Di puncak bukit ini kita bisa melihat sekeliling, 360 derajat. Ke arah barat kita bisa melihat laut dan garis pantai sepanjang Sekotong, di bagian utara terlihat perbukitan dengan perkampungan penduduk, di arah sebaliknya terlihat bukit-bukit berlapis yang diselang-selingi oleh perkampungan penduduk. Karena posisinya ini, Batu Idung dijadikan spot untuk melihat matahari terbenam/sunset dan matahari terbit/sunrise.


Di sebelah kanan terdapat batu yang menonjol yang berwarna kecoklatan, dan jika dilihat dari bawah akan terlihat seperti hidung, makanya bukit ini diberi nama Bukit Batu Idung. Di batu ini pengunjung bisa berfoto-foto, tapi harus hati-hati karena tidak ada pagar pengaman dan langsung berhadapan dengan jurang.

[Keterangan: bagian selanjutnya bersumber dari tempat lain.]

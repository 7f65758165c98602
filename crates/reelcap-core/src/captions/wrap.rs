//! Line Wrap Engine
//!
//! Re-segments word-timed caption segments into shorter on-screen chunks
//! bounded by characters-per-line and words-per-line. Each source segment is
//! wrapped independently, so global timeline order is preserved, and every
//! output segment's time range is recomputed from the words it contains.

use serde::{Deserialize, Serialize};

use super::models::{CaptionSegment, Word};
use crate::{EngineError, EngineResult};

// =============================================================================
// Wrap Settings
// =============================================================================

/// Smallest usable character budget for a caption line
pub const MIN_CHARS_PER_LINE: usize = 12;

/// Line wrap constraints
#[derive(Clone, Copy, Debug, PartialEq, Eq, Serialize, Deserialize)]
#[serde(rename_all = "camelCase")]
pub struct WrapSettings {
    pub max_chars_per_line: usize,
    pub max_words_per_line: usize,
}

impl WrapSettings {
    pub fn new(max_chars_per_line: usize, max_words_per_line: usize) -> Self {
        Self {
            max_chars_per_line,
            max_words_per_line,
        }
    }

    /// Rejects constraints below the usable minimum
    pub fn validate(&self) -> EngineResult<()> {
        if self.max_chars_per_line < MIN_CHARS_PER_LINE {
            return Err(EngineError::ValidationError(format!(
                "maxCharsPerLine must be at least {}, got {}",
                MIN_CHARS_PER_LINE, self.max_chars_per_line
            )));
        }
        if self.max_words_per_line < 1 {
            return Err(EngineError::ValidationError(
                "maxWordsPerLine must be at least 1".to_string(),
            ));
        }
        Ok(())
    }
}

impl Default for WrapSettings {
    fn default() -> Self {
        Self {
            max_chars_per_line: 38,
            max_words_per_line: 7,
        }
    }
}

// =============================================================================
// Wrapping
// =============================================================================

/// Re-wraps a caption timeline under the given constraints
///
/// The union of words across all output segments for a given source segment
/// equals the source's words, in order, with no duplication or loss. A single
/// word longer than the character limit still becomes its own one-word
/// segment rather than being dropped or truncated.
pub fn rewrap(
    segments: &[CaptionSegment],
    settings: &WrapSettings,
) -> EngineResult<Vec<CaptionSegment>> {
    settings.validate()?;

    let mut output = Vec::with_capacity(segments.len());
    for segment in segments {
        wrap_segment(segment, settings, &mut output);
    }
    Ok(output)
}

fn wrap_segment(segment: &CaptionSegment, settings: &WrapSettings, output: &mut Vec<CaptionSegment>) {
    let words = if segment.words.is_empty() {
        synthesize_words(segment)
    } else {
        segment.words.clone()
    };

    // Nothing to wrap; keep the segment verbatim.
    if words.is_empty() {
        output.push(segment.clone());
        return;
    }

    let origin = segment.origin.clone().unwrap_or_else(|| segment.id.clone());

    let mut acc: Vec<Word> = Vec::new();
    let mut acc_text = String::new();
    let mut flush_counter = 0usize;

    let mut flush = |acc: &mut Vec<Word>, acc_text: &mut String, counter: &mut usize| {
        if acc.is_empty() {
            return;
        }
        output.push(CaptionSegment {
            id: format!("{}-{}", segment.id, counter),
            origin: Some(origin.clone()),
            start_ms: acc.first().map(|w| w.start_ms).unwrap_or(segment.start_ms),
            end_ms: acc.last().map(|w| w.end_ms).unwrap_or(segment.end_ms),
            text: std::mem::take(acc_text),
            words: std::mem::take(acc),
            style: segment.style.clone(),
        });
        *counter += 1;
    };

    for word in words {
        let word_len = word.text.chars().count();
        let candidate_len = if acc_text.is_empty() {
            word_len
        } else {
            acc_text.chars().count() + 1 + word_len
        };

        let fits = candidate_len <= settings.max_chars_per_line
            && acc.len() < settings.max_words_per_line;

        if !fits {
            flush(&mut acc, &mut acc_text, &mut flush_counter);
        }
        if !acc_text.is_empty() {
            acc_text.push(' ');
        }
        acc_text.push_str(&word.text);
        acc.push(word);
    }

    flush(&mut acc, &mut acc_text, &mut flush_counter);
}

/// Splits a word-less segment's text on spaces and divides its duration
/// evenly among the pieces, clamping the final word to the segment end.
fn synthesize_words(segment: &CaptionSegment) -> Vec<Word> {
    let pieces: Vec<&str> = segment.text.split_whitespace().collect();
    if pieces.is_empty() {
        return vec![];
    }

    let count = pieces.len() as i64;
    let duration = segment.duration();

    pieces
        .iter()
        .enumerate()
        .map(|(i, piece)| {
            let i = i as i64;
            let start_ms = segment.start_ms + duration * i / count;
            let end_ms = if i == count - 1 {
                segment.end_ms
            } else {
                segment.start_ms + duration * (i + 1) / count
            };
            Word::new(piece, start_ms, end_ms)
        })
        .collect()
}

// =============================================================================
// Tests
// =============================================================================

#[cfg(test)]
mod tests {
    use super::*;

    fn timed_segment(id: &str, words: &[(&str, i64, i64)]) -> CaptionSegment {
        let words: Vec<Word> = words
            .iter()
            .map(|(t, s, e)| Word::new(t, *s, *e))
            .collect();
        let mut segment = CaptionSegment::new(
            id,
            words.first().map(|w| w.start_ms).unwrap_or(0),
            words.last().map(|w| w.end_ms).unwrap_or(0),
            "",
        );
        segment.words = words;
        segment.rebuild_text();
        segment
    }

    // -------------------------------------------------------------------------
    // Settings Tests
    // -------------------------------------------------------------------------

    #[test]
    fn test_settings_validation() {
        assert!(WrapSettings::new(12, 1).validate().is_ok());
        assert!(WrapSettings::new(11, 5).validate().is_err());
        assert!(WrapSettings::new(20, 0).validate().is_err());
    }

    #[test]
    fn test_rewrap_rejects_bad_settings() {
        let segments = vec![timed_segment("s", &[("hi", 0, 100)])];
        let result = rewrap(&segments, &WrapSettings::new(5, 3));
        assert!(matches!(result, Err(EngineError::ValidationError(_))));
    }

    // -------------------------------------------------------------------------
    // Wrapping Tests
    // -------------------------------------------------------------------------

    #[test]
    fn test_wrap_by_char_limit() {
        // "The quick" is 9 chars; adding "brown" would make 15 > 10, so flush.
        let segments = vec![timed_segment(
            "s1",
            &[
                ("The", 0, 100),
                ("quick", 100, 250),
                ("brown", 250, 400),
                ("fox", 400, 500),
            ],
        )];

        let wrapped = rewrap(&segments, &WrapSettings::new(12, 3)).unwrap();

        assert_eq!(wrapped.len(), 2);
        assert_eq!(wrapped[0].text, "The quick");
        assert_eq!(wrapped[0].start_ms, 0);
        assert_eq!(wrapped[0].end_ms, 250);
        assert_eq!(wrapped[1].text, "brown fox");
        assert_eq!(wrapped[1].start_ms, 250);
        assert_eq!(wrapped[1].end_ms, 500);
    }

    #[test]
    fn test_wrap_by_word_limit() {
        let segments = vec![timed_segment(
            "s1",
            &[("a", 0, 10), ("b", 10, 20), ("c", 20, 30), ("d", 30, 40)],
        )];

        let wrapped = rewrap(&segments, &WrapSettings::new(80, 3)).unwrap();

        assert_eq!(wrapped.len(), 2);
        assert_eq!(wrapped[0].text, "a b c");
        assert_eq!(wrapped[1].text, "d");
    }

    #[test]
    fn test_oversized_single_word_kept_alone() {
        let segments = vec![timed_segment(
            "s1",
            &[
                ("hi", 0, 100),
                ("incomprehensibilities", 100, 900),
                ("ok", 900, 1000),
            ],
        )];

        let wrapped = rewrap(&segments, &WrapSettings::new(12, 5)).unwrap();

        assert_eq!(wrapped.len(), 3);
        assert_eq!(wrapped[1].text, "incomprehensibilities");
        assert_eq!(wrapped[1].words.len(), 1);
    }

    #[test]
    fn test_wrap_ids_and_origin() {
        let segments = vec![timed_segment(
            "segment-4",
            &[("one", 0, 100), ("two", 100, 200), ("three", 200, 300)],
        )];

        let wrapped = rewrap(&segments, &WrapSettings::new(12, 2)).unwrap();

        assert_eq!(wrapped[0].id, "segment-4-0");
        assert_eq!(wrapped[1].id, "segment-4-1");
        assert!(wrapped
            .iter()
            .all(|s| s.origin.as_deref() == Some("segment-4")));
    }

    #[test]
    fn test_wrap_propagates_existing_origin() {
        let mut segment = timed_segment("segment-2-split-1", &[("a", 0, 100), ("b", 100, 200)]);
        segment.origin = Some("segment-2".to_string());

        let wrapped = rewrap(&[segment], &WrapSettings::new(12, 1)).unwrap();

        assert!(wrapped
            .iter()
            .all(|s| s.origin.as_deref() == Some("segment-2")));
    }

    #[test]
    fn test_wrap_preserves_word_sequence() {
        let source = timed_segment(
            "s",
            &[
                ("the", 0, 100),
                ("rain", 100, 300),
                ("in", 300, 350),
                ("spain", 350, 700),
                ("stays", 700, 900),
                ("mainly", 900, 1200),
                ("in", 1200, 1250),
                ("the", 1250, 1300),
                ("plain", 1300, 1700),
            ],
        );
        let original_words = source.words.clone();

        let wrapped = rewrap(&[source], &WrapSettings::new(14, 3)).unwrap();

        let collected: Vec<Word> = wrapped.iter().flat_map(|s| s.words.clone()).collect();
        assert_eq!(collected, original_words);

        for segment in &wrapped {
            assert!(
                segment.text.chars().count() <= 14 || segment.words.len() == 1,
                "segment '{}' exceeds limit",
                segment.text
            );
            assert_eq!(segment.start_ms, segment.words.first().unwrap().start_ms);
            assert_eq!(segment.end_ms, segment.words.last().unwrap().end_ms);
        }
    }

    #[test]
    fn test_wrap_style_inherited() {
        let mut segment = timed_segment("s", &[("a", 0, 100), ("b", 100, 200)]);
        segment.style.font_size = 72;

        let wrapped = rewrap(&[segment], &WrapSettings::new(12, 1)).unwrap();

        assert!(wrapped.iter().all(|s| s.style.font_size == 72));
    }

    // -------------------------------------------------------------------------
    // Pseudo-Word Synthesis Tests
    // -------------------------------------------------------------------------

    #[test]
    fn test_wrap_synthesizes_words_from_text() {
        let segment = CaptionSegment::new("srt-0", 1000, 4000, "alpha beta gamma");

        let wrapped = rewrap(&[segment], &WrapSettings::new(12, 2)).unwrap();

        assert_eq!(wrapped.len(), 2);
        assert_eq!(wrapped[0].text, "alpha beta");
        assert_eq!(wrapped[0].start_ms, 1000);
        assert_eq!(wrapped[0].end_ms, 3000);
        assert_eq!(wrapped[1].text, "gamma");
        // Final synthesized word is clamped to the segment end
        assert_eq!(wrapped[1].end_ms, 4000);
    }

    #[test]
    fn test_wrap_keeps_empty_segment_verbatim() {
        let segment = CaptionSegment::new("s", 0, 1000, "");

        let wrapped = rewrap(&[segment.clone()], &WrapSettings::default()).unwrap();

        assert_eq!(wrapped.len(), 1);
        assert_eq!(wrapped[0], segment);
    }

    #[test]
    fn test_wrap_processes_segments_independently() {
        let first = timed_segment("a", &[("one", 0, 100), ("two", 100, 200)]);
        let second = timed_segment("b", &[("three", 500, 600)]);

        let wrapped = rewrap(&[first, second], &WrapSettings::new(12, 1)).unwrap();

        assert_eq!(
            wrapped.iter().map(|s| s.id.as_str()).collect::<Vec<_>>(),
            vec!["a-0", "a-1", "b-0"]
        );
    }
}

Salah satu spot Batu Idung
Sambil menunggu matahari terbenam, kami memesan makanan dan minuman ringan.sementara itu ada beberapa pengunjung memasang tenda untuk berkemah. Hanya saja saya tidak melihat toilet di sini (saya tidak tahu apakah ada toilet di warung). Setelah menunggu akhirnya matahari terbenam menhasilkan semburat keemasan. Walaupun tidak sepurna karena banyak awan namun berada di tempat yang indah, semuanya akan terlihat indah. Sebelum  gelap kami kembali turun karena tidak ada penerangan disepanjang jalan.
Sunset di Batu Idung

Sebelum penginapan kami mampir ke sebuah rumah makan yang menjual Sate Rembiga, salah satu makanan khas Lombok. Sate ini mirip dengan Sate Maranggi khas Purwakarta dengan menggunakan daging sapi dan bumbu yang manis pedes. Dan kebetulan tempat yang kami datangi sangat terkenal sehingga pengunjungnya sangat ramai. Ya begitulah Lombok, dengan pemandangan yang indah dan makanan yang enak...!!!